In a skillful and sure‐footed way, Gutjahr guides the reader through periods, crises, and events that transformed America during Hodge's tenure. The deep background for the period, which Gutjahr sketches with commendable clarity, is the fissiparous character of American Protestantism. Revivalistic movements in the eighteenth and early nineteenth centuries spawned contests and schisms that led to divisions within Presbyterianism and plunged denominations and divinity schools such as Harvard, Yale, Andover, and Union into deep identity‐forming conflicts. These set in motion the tectonic shifts that formed American religious topography of the nineteenth and twentieth centuries. Only Hodge's Princeton seemed to stay in its place.

Gutjahr's talents as a historian are also manifest in the clear and intelligent way he connects Hodge's work to larger social and political currents. A significant portion of the book traces Hodge's response to the slavery question and, ultimately, to the political realities at the heart of the American Civil War. American churchmen grappled with the exegetical question of whether slavery is permitted or condemned in the Bible, and they also struggled to work out the relation between the churches and civil authorities. Hodge arrived early at a kind of gradualist position with regard to slavery, namely that its abolition was desirable but that the Bible's ‘silence’ on the issue prevented Christians from pursuing abolition through political radicalism.

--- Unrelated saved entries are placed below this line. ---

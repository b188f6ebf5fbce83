use clap::Parser;
use anyhow::Result;
use codescope_core::Config;

#[derive(Parser)]
#[command(name = "codescope-server")]
#[command(author, version, about = "Codescope HTTP API Server", long_about = None)]
struct Cli {
    /// Address to bind (overrides HOST)
    #[arg(long)]
    host: Option<String>,

    /// Port to listen on (overrides PORT)
    #[arg(short, long)]
    port: Option<u16>,

    /// Ollama base URL (overrides OLLAMA_URL)
    #[arg(long)]
    ollama_url: Option<String>,

    /// Default model for chat requests (overrides DEFAULT_MODEL)
    #[arg(short, long)]
    model: Option<String>,

    /// Verbose output
    #[arg(short, long, default_value = "false")]
    verbose: bool,
}

#[tokio::main]
async fn main() -> Result<()> {
    let cli = Cli::parse();

    // Initialize logging
    let filter = if cli.verbose {
        "codescope_server=debug,codescope_core=debug,codescope_ollama=debug,tower_http=debug"
    } else {
        "codescope_server=info,codescope_core=info,codescope_ollama=info"
    };

    tracing_subscriber::fmt()
        .with_env_filter(filter)
        .with_writer(std::io::stderr)
        .init();

    let mut config = Config::from_env()?;
    if let Some(host) = cli.host {
        config.host = host;
    }
    if let Some(port) = cli.port {
        config.port = port;
    }
    if let Some(url) = cli.ollama_url {
        config.ollama_url = url.trim_end_matches('/').to_string();
    }
    if let Some(model) = cli.model {
        config.default_model = model;
    }

    codescope_server::start(config).await
}
//! Codescope Parser Library
//!
//! Extracts module specifiers from JavaScript/TypeScript sources. The
//! tree-sitter extractor is tried first; sources it cannot parse cleanly are
//! handed to a regex scanner.

pub mod extractor;
pub mod fallback;
pub mod patterns;

use codescope_core::ImportExtractor;
use std::sync::Arc;

pub use extractor::TreeSitterExtractor;
pub use fallback::FallbackExtractor;
pub use patterns::RegexExtractor;

/// The extractor the analyzer uses by default: tree-sitter with regex fallback.
pub fn default_extractor() -> Arc<dyn ImportExtractor> {
    Arc::new(FallbackExtractor::default())
}
//! Process-local conversation storage.

use crate::conversation::{Conversation, ConversationSummary, Message};
use crate::storage::traits::ConversationStore;
use crate::{Error, Result};
use async_trait::async_trait;
use std::collections::HashMap;
use tokio::sync::RwLock;

/// In-memory conversation store. Contents are lost on restart.
#[derive(Default)]
pub struct InMemoryConversationStore {
    conversations: RwLock<HashMap<String, Conversation>>,
}

impl InMemoryConversationStore {
    pub fn new() -> Self {
        Self::default()
    }

    /// Number of stored conversations.
    pub async fn len(&self) -> usize {
        self.conversations.read().await.len()
    }

    pub async fn is_empty(&self) -> bool {
        self.conversations.read().await.is_empty()
    }
}

#[async_trait]
impl ConversationStore for InMemoryConversationStore {
    async fn get_or_create(&self, id: &str) -> Result<Conversation> {
        let mut conversations = self.conversations.write().await;
        let conversation = conversations
            .entry(id.to_string())
            .or_insert_with(|| {
                tracing::debug!("Creating conversation {}", id);
                Conversation::new(id)
            });
        Ok(conversation.clone())
    }

    async fn get(&self, id: &str) -> Result<Option<Conversation>> {
        Ok(self.conversations.read().await.get(id).cloned())
    }

    async fn append(&self, id: &str, message: Message) -> Result<Conversation> {
        let mut conversations = self.conversations.write().await;
        let conversation = conversations
            .get_mut(id)
            .ok_or_else(|| Error::NotFound(format!("conversation {}", id)))?;
        conversation.push(message);
        Ok(conversation.clone())
    }

    async fn delete(&self, id: &str) -> Result<bool> {
        Ok(self.conversations.write().await.remove(id).is_some())
    }

    async fn list(&self) -> Result<Vec<ConversationSummary>> {
        let conversations = self.conversations.read().await;
        let mut summaries: Vec<ConversationSummary> =
            conversations.values().map(Conversation::summary).collect();
        summaries.sort_by(|a, b| b.updated_at.cmp(&a.updated_at).then(a.id.cmp(&b.id)));
        Ok(summaries)
    }
}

In Hodge's time, there were also aggressive intellectual challenges to the durable Protestant cultural and theological synthesis forged by American Presbyterians in the eighteenth century. The first wave included a potent mixture of pietism, romanticism, speculative theology, and critical rationalism associated with German Higher Criticism and the liberal theological project of Schleiermacher. The second, which arrived in Hodge's later years, erupted from the Darwinian controversies of the 1860s and 70s.

These two movements struck at the twin pillars of Hodge's theological framework—biblical theology (in the Reformed tradition) and natural theology (inspired by Francis Bacon, the Scottish realists, and William Paley). Yet, as Gutjahr shows, Hodge stood against the waves and breakers, rooted to his Princeton seat by an unwavering commitment to the Reformed scholasticism of Turretin and the Westminster divines. He did not cede any ground. In a famous or perhaps infamous distillation, he declared that ‘Darwinism is atheism’. Yet Gutjahr is clear: Hodge's rejection of both was not only principled, it was also informed. Hodge studied biblical languages at Paris and biblical criticism at Halle; he kept current with scientific developments and read Darwin carefully. To the Germans, many of whom he admired, he said, politely, ‘No thank you’; to Darwin he said, rather more brusquely, ‘No way’.

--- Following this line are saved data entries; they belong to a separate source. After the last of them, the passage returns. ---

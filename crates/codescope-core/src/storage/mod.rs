//! Storage abstraction layer.
//!
//! This module provides trait-based storage abstractions so the process-local
//! maps can later be swapped for a durable backend.

mod memory;
mod traits;

pub use memory::InMemoryConversationStore;
pub use traits::ConversationStore;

Within the history of Presbyterianism, Hodge is a towering ‘guardian of orthodoxy’. But against the backdrop of America's swift and tumultuous passage into modernity and global ascendancy, Hodge is a recusant figure, a defiant anti‐modern. Gutjahr is a sympathetic, at times psychological biographer who steers clear of explicit theses for understanding Hodge's larger significance. Yet he subtly offers the intriguing suggestion that Hodge is anti‐modern not in spite of his American identity but because of it.

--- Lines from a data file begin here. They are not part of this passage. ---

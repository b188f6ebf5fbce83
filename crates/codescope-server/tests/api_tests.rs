use std::fs;
use std::io::{Cursor, Write};
use std::sync::atomic::{AtomicBool, Ordering};
use std::sync::Arc;

use async_trait::async_trait;
use axum::body::Body;
use axum::http::{Request, StatusCode};
use axum::Router;
use codescope_core::storage::InMemoryConversationStore;
use codescope_core::{
    Config, Error, GenerateRequest, GenerateResponse, ModelClient, ModelInfo, ProjectAnalyzer,
    Result,
};
use codescope_server::{build_router, AppState};
use serde_json::{json, Value};
use tower::ServiceExt;

/// Echoes prompts back; can be switched to fail like an unreachable server.
#[derive(Default)]
struct MockClient {
    down: AtomicBool,
}

impl MockClient {
    fn set_down(&self, down: bool) {
        self.down.store(down, Ordering::SeqCst);
    }
}

#[async_trait]
impl ModelClient for MockClient {
    async fn generate(&self, request: &GenerateRequest) -> Result<GenerateResponse> {
        if self.down.load(Ordering::SeqCst) {
            return Err(Error::upstream("connection refused"));
        }
        Ok(GenerateResponse {
            text: format!("echo: {}", request.prompt),
            model: request.model.clone(),
        })
    }

    async fn list_models(&self) -> Result<Vec<ModelInfo>> {
        if self.down.load(Ordering::SeqCst) {
            return Err(Error::Upstream {
                message: "Ollama returned 503: loading".to_string(),
                status: Some(503),
            });
        }
        Ok(vec![ModelInfo {
            name: "llama2:latest".to_string(),
            size: Some(3825819519),
            modified_at: None,
            digest: None,
        }])
    }

    fn base_url(&self) -> &str {
        "http://ollama.test"
    }
}

fn test_app() -> (Router, Arc<MockClient>) {
    let client = Arc::new(MockClient::default());
    let state = AppState::new(
        Config::default(),
        client.clone(),
        Arc::new(InMemoryConversationStore::new()),
        Arc::new(ProjectAnalyzer::new(codescope_parser::default_extractor())),
    );
    (build_router(Arc::new(state)), client)
}

async fn send(app: &Router, request: Request<Body>) -> (StatusCode, Value) {
    let response = app.clone().oneshot(request).await.unwrap();
    let status = response.status();
    let bytes = axum::body::to_bytes(response.into_body(), usize::MAX)
        .await
        .unwrap();
    let body = if bytes.is_empty() {
        Value::Null
    } else {
        serde_json::from_slice(&bytes).unwrap()
    };
    (status, body)
}

fn get(uri: &str) -> Request<Body> {
    Request::builder().uri(uri).body(Body::empty()).unwrap()
}

fn delete(uri: &str) -> Request<Body> {
    Request::builder()
        .method("DELETE")
        .uri(uri)
        .body(Body::empty())
        .unwrap()
}

fn post_json(uri: &str, body: Value) -> Request<Body> {
    Request::builder()
        .method("POST")
        .uri(uri)
        .header("content-type", "application/json")
        .body(Body::from(body.to_string()))
        .unwrap()
}

#[tokio::test]
async fn test_health() {
    let (app, client) = test_app();

    let (status, body) = send(&app, get("/api/health")).await;
    assert_eq!(status, StatusCode::OK);
    assert_eq!(body["status"], "ok");
    assert_eq!(body["ollama"]["url"], "http://ollama.test");
    assert_eq!(body["ollama"]["reachable"], true);

    client.set_down(true);
    let (status, body) = send(&app, get("/api/health")).await;
    assert_eq!(status, StatusCode::OK);
    assert_eq!(body["ollama"]["reachable"], false);
}

#[tokio::test]
async fn test_models_proxied() {
    let (app, client) = test_app();

    let (status, body) = send(&app, get("/api/models")).await;
    assert_eq!(status, StatusCode::OK);
    assert_eq!(body["models"][0]["name"], "llama2:latest");

    client.set_down(true);
    let (status, body) = send(&app, get("/api/models")).await;
    assert_eq!(status, StatusCode::INTERNAL_SERVER_ERROR);
    assert_eq!(body["error"]["code"], "upstream_error");
    assert_eq!(body["error"]["details"], "Ollama returned 503: loading");
}

#[tokio::test]
async fn test_chat_creates_and_extends_conversation() {
    let (app, _client) = test_app();

    let (status, body) = send(&app, post_json("/api/chat", json!({ "message": "Hello" }))).await;
    assert_eq!(status, StatusCode::OK);
    assert_eq!(body["response"], "echo: Hello");
    assert_eq!(body["model"], "llama2");
    assert_eq!(body["messageCount"], 2);
    let id = body["conversationId"].as_str().unwrap().to_string();
    assert!(id.starts_with("conv_"));

    let (status, body) = send(
        &app,
        post_json(
            "/api/chat",
            json!({ "message": "And again", "model": "mistral", "conversationId": id }),
        ),
    )
    .await;
    assert_eq!(status, StatusCode::OK);
    assert_eq!(body["conversationId"], id.as_str());
    assert_eq!(body["model"], "mistral");
    assert_eq!(body["messageCount"], 4);

    let (status, body) = send(&app, get(&format!("/api/conversations/{}", id))).await;
    assert_eq!(status, StatusCode::OK);
    let messages = body["messages"].as_array().unwrap();
    assert_eq!(messages.len(), 4);
    assert_eq!(messages[0]["role"], "user");
    assert_eq!(messages[1]["role"], "assistant");
    assert_eq!(messages[3]["model"], "mistral");
}

#[tokio::test]
async fn test_chat_upstream_failure_keeps_user_message() {
    let (app, client) = test_app();

    let (_, body) = send(&app, post_json("/api/chat", json!({ "message": "Hi" }))).await;
    let id = body["conversationId"].as_str().unwrap().to_string();

    client.set_down(true);
    let (status, body) = send(
        &app,
        post_json("/api/chat", json!({ "message": "Still there?", "conversationId": id })),
    )
    .await;
    assert_eq!(status, StatusCode::INTERNAL_SERVER_ERROR);
    assert_eq!(body["error"]["code"], "upstream_error");
    assert_eq!(body["error"]["details"], "connection refused");

    let (_, body) = send(&app, get(&format!("/api/conversations/{}", id))).await;
    let messages = body["messages"].as_array().unwrap();
    assert_eq!(messages.len(), 3);
    assert_eq!(messages[2]["role"], "user");
    assert_eq!(messages[2]["content"], "Still there?");
}

#[tokio::test]
async fn test_chat_rejects_bad_input() {
    let (app, _client) = test_app();

    let (status, body) = send(&app, post_json("/api/chat", json!({ "message": "   " }))).await;
    assert_eq!(status, StatusCode::BAD_REQUEST);
    assert_eq!(body["error"]["code"], "bad_request");

    let (status, _) = send(&app, post_json("/api/chat", json!({ "message": 42 }))).await;
    assert_eq!(status, StatusCode::BAD_REQUEST);

    let request = Request::builder()
        .method("POST")
        .uri("/api/chat")
        .header("content-type", "application/json")
        .body(Body::from("{not json"))
        .unwrap();
    let (status, _) = send(&app, request).await;
    assert_eq!(status, StatusCode::BAD_REQUEST);

    let (_, body) = send(&app, get("/api/conversations")).await;
    assert_eq!(body.as_array().unwrap().len(), 0);
}

#[tokio::test]
async fn test_conversation_listing_and_delete() {
    let (app, _client) = test_app();

    let (_, body) = send(&app, post_json("/api/chat", json!({ "message": "Hello" }))).await;
    let id = body["conversationId"].as_str().unwrap().to_string();

    let (status, body) = send(&app, get("/api/conversations")).await;
    assert_eq!(status, StatusCode::OK);
    assert_eq!(body[0]["id"], id.as_str());
    assert_eq!(body[0]["messageCount"], 2);

    let uri = format!("/api/conversations/{}", id);
    let (status, body) = send(&app, delete(&uri)).await;
    assert_eq!(status, StatusCode::OK);
    assert_eq!(body["deleted"], id.as_str());

    let (status, body) = send(&app, get(&uri)).await;
    assert_eq!(status, StatusCode::NOT_FOUND);
    assert_eq!(body["error"]["code"], "not_found");

    let (status, _) = send(&app, delete(&uri)).await;
    assert_eq!(status, StatusCode::NOT_FOUND);
}

#[tokio::test]
async fn test_analyze_local_path() {
    let (app, _client) = test_app();
    let project = tempfile::tempdir().unwrap();
    fs::create_dir_all(project.path().join("src")).unwrap();
    fs::write(
        project.path().join("package.json"),
        r#"{"name": "storefront", "dependencies": {"react": "^18.2.0"}}"#,
    )
    .unwrap();
    fs::write(
        project.path().join("src/App.jsx"),
        "import React from 'react';\nexport default () => <div />;\n",
    )
    .unwrap();
    fs::write(project.path().join("train.py"), "import numpy\n").unwrap();

    let (status, body) = send(
        &app,
        post_json(
            "/api/analyze/path",
            json!({ "path": project.path().to_string_lossy() }),
        ),
    )
    .await;
    assert_eq!(status, StatusCode::OK);
    let id = body["id"].as_str().unwrap().to_string();
    let analysis = &body["analysis"];
    assert_eq!(analysis["fileCount"], 3);
    assert_eq!(analysis["summary"]["name"], "storefront");
    let stack: Vec<&str> = analysis["techStack"]
        .as_array()
        .unwrap()
        .iter()
        .filter_map(|t| t["name"].as_str())
        .collect();
    assert!(stack.contains(&"React"));
    assert!(stack.contains(&"Python"));
    assert_eq!(analysis["dependencies"]["src/App.jsx"], json!(["react"]));
    assert_eq!(analysis["fileTree"]["src"]["type"], "directory");

    let (status, body) = send(&app, get(&format!("/api/analyses/{}", id))).await;
    assert_eq!(status, StatusCode::OK);
    assert_eq!(body["fileCount"], 3);

    let (status, body) = send(
        &app,
        get(&format!("/api/analyses/{}/file?path=src/App.jsx", id)),
    )
    .await;
    assert_eq!(status, StatusCode::OK);
    assert!(body["content"].as_str().unwrap().starts_with("import React"));

    let (status, _) = send(
        &app,
        get(&format!("/api/analyses/{}/file?path=missing.js", id)),
    )
    .await;
    assert_eq!(status, StatusCode::NOT_FOUND);

    let (status, body) = send(&app, get(&format!("/api/analyses/{}/search?q=APP", id))).await;
    assert_eq!(status, StatusCode::OK);
    assert_eq!(body["results"].as_array().unwrap().len(), 1);
    assert_eq!(body["results"][0]["path"], "src/App.jsx");

    let (status, _) = send(&app, get(&format!("/api/analyses/{}/search?q=%28", id))).await;
    assert_eq!(status, StatusCode::BAD_REQUEST);

    let uri = format!("/api/analyses/{}", id);
    let (status, _) = send(&app, delete(&uri)).await;
    assert_eq!(status, StatusCode::OK);
    let (status, _) = send(&app, get(&uri)).await;
    assert_eq!(status, StatusCode::NOT_FOUND);
}

#[tokio::test]
async fn test_analyze_path_must_be_directory() {
    let (app, _client) = test_app();
    let dir = tempfile::tempdir().unwrap();
    let file = dir.path().join("README.md");
    fs::write(&file, "# readme").unwrap();

    let (status, body) = send(
        &app,
        post_json("/api/analyze/path", json!({ "path": file.to_string_lossy() })),
    )
    .await;
    assert_eq!(status, StatusCode::BAD_REQUEST);
    assert_eq!(body["error"]["code"], "bad_request");
}

fn build_zip(files: &[(&str, &str)]) -> Vec<u8> {
    let mut buf = Vec::new();
    {
        let mut zip = zip::ZipWriter::new(Cursor::new(&mut buf));
        for (name, content) in files {
            zip.start_file(*name, zip::write::SimpleFileOptions::default())
                .unwrap();
            zip.write_all(content.as_bytes()).unwrap();
        }
        zip.finish().unwrap();
    }
    buf
}

fn zip_project() -> Vec<u8> {
    build_zip(&[
        ("demo/package.json", r#"{"name": "demo-app", "dependencies": {"express": "^4.18.2"}}"#),
        ("demo/index.js", "const express = require('express');\n"),
        ("demo/node_modules/express/index.js", "module.exports = {};\n"),
    ])
}

fn multipart_upload(archive: &[u8]) -> Request<Body> {
    let boundary = "codescope-test-boundary";
    let mut body = Vec::new();
    body.extend_from_slice(
        format!(
            "--{b}\r\nContent-Disposition: form-data; name=\"project\"; filename=\"demo.zip\"\r\nContent-Type: application/zip\r\n\r\n",
            b = boundary
        )
        .as_bytes(),
    );
    body.extend_from_slice(archive);
    body.extend_from_slice(format!("\r\n--{}--\r\n", boundary).as_bytes());

    Request::builder()
        .method("POST")
        .uri("/api/analyze")
        .header(
            "content-type",
            format!("multipart/form-data; boundary={}", boundary),
        )
        .body(Body::from(body))
        .unwrap()
}

#[tokio::test]
async fn test_analyze_uploaded_archive() {
    let (app, _client) = test_app();

    let (status, body) = send(&app, multipart_upload(&zip_project())).await;
    assert_eq!(status, StatusCode::OK);
    let analysis = &body["analysis"];
    assert_eq!(analysis["summary"]["name"], "demo-app");
    assert_eq!(analysis["fileCount"], 2);
    assert_eq!(analysis["entryPoints"], json!(["index.js"]));
    assert_eq!(analysis["dependencies"]["index.js"], json!(["express"]));

    let id = body["id"].as_str().unwrap();
    let (status, body) = send(
        &app,
        get(&format!("/api/analyses/{}/file?path=package.json", id)),
    )
    .await;
    assert_eq!(status, StatusCode::OK);
    assert!(body["content"].as_str().unwrap().contains("demo-app"));
}

#[tokio::test]
async fn test_upload_rejects_non_zip() {
    let (app, _client) = test_app();

    let (status, body) = send(&app, multipart_upload(b"plain text, not an archive")).await;
    assert_eq!(status, StatusCode::BAD_REQUEST);
    assert_eq!(body["error"]["code"], "bad_request");
}

#[tokio::test]
async fn test_upload_with_clashing_entries_is_bad_request() {
    let (app, _client) = test_app();
    let archive = build_zip(&[("demo/lib", "a file"), ("demo/lib/util.js", "x")]);

    let (status, body) = send(&app, multipart_upload(&archive)).await;
    assert_eq!(status, StatusCode::BAD_REQUEST);
    assert_eq!(body["error"]["code"], "bad_request");
}

#[tokio::test]
async fn test_missing_query_parameter_is_json_error() {
    let (app, _client) = test_app();
    let project = tempfile::tempdir().unwrap();
    fs::write(project.path().join("index.js"), "").unwrap();

    let (_, body) = send(
        &app,
        post_json(
            "/api/analyze/path",
            json!({ "path": project.path().to_string_lossy() }),
        ),
    )
    .await;
    let id = body["id"].as_str().unwrap().to_string();

    for uri in [
        format!("/api/analyses/{}/file", id),
        format!("/api/analyses/{}/search", id),
    ] {
        let (status, body) = send(&app, get(&uri)).await;
        assert_eq!(status, StatusCode::BAD_REQUEST, "{}", uri);
        assert_eq!(body["error"]["code"], "bad_request", "{}", uri);
    }
}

According to the subtitle, Hodge is the guardian not of Reformed Orthodoxy but of American orthodoxy. And as the epilogue suggests, his heirs are not to be found in the theological mainstream. Rather, they include B. B. Warfield, J. Gresham Machen, the tiny Orthodox Presbyterian Church, and the conservatives who took their name from the Fundamentalist‐Modernist controversy. In this way, Gutjahr makes Hodge the inspiration for a very American phenomenon: modern fundamentalism. The word bears dark and frightening connotations for many, but here, in the life of Hodge, it begins, rather more modestly, in the simple, sturdy faith of a quintessentially American figure. Those interested in the peculiarities of the American religious context would do very well to understand the life and legacy of Charles Hodge.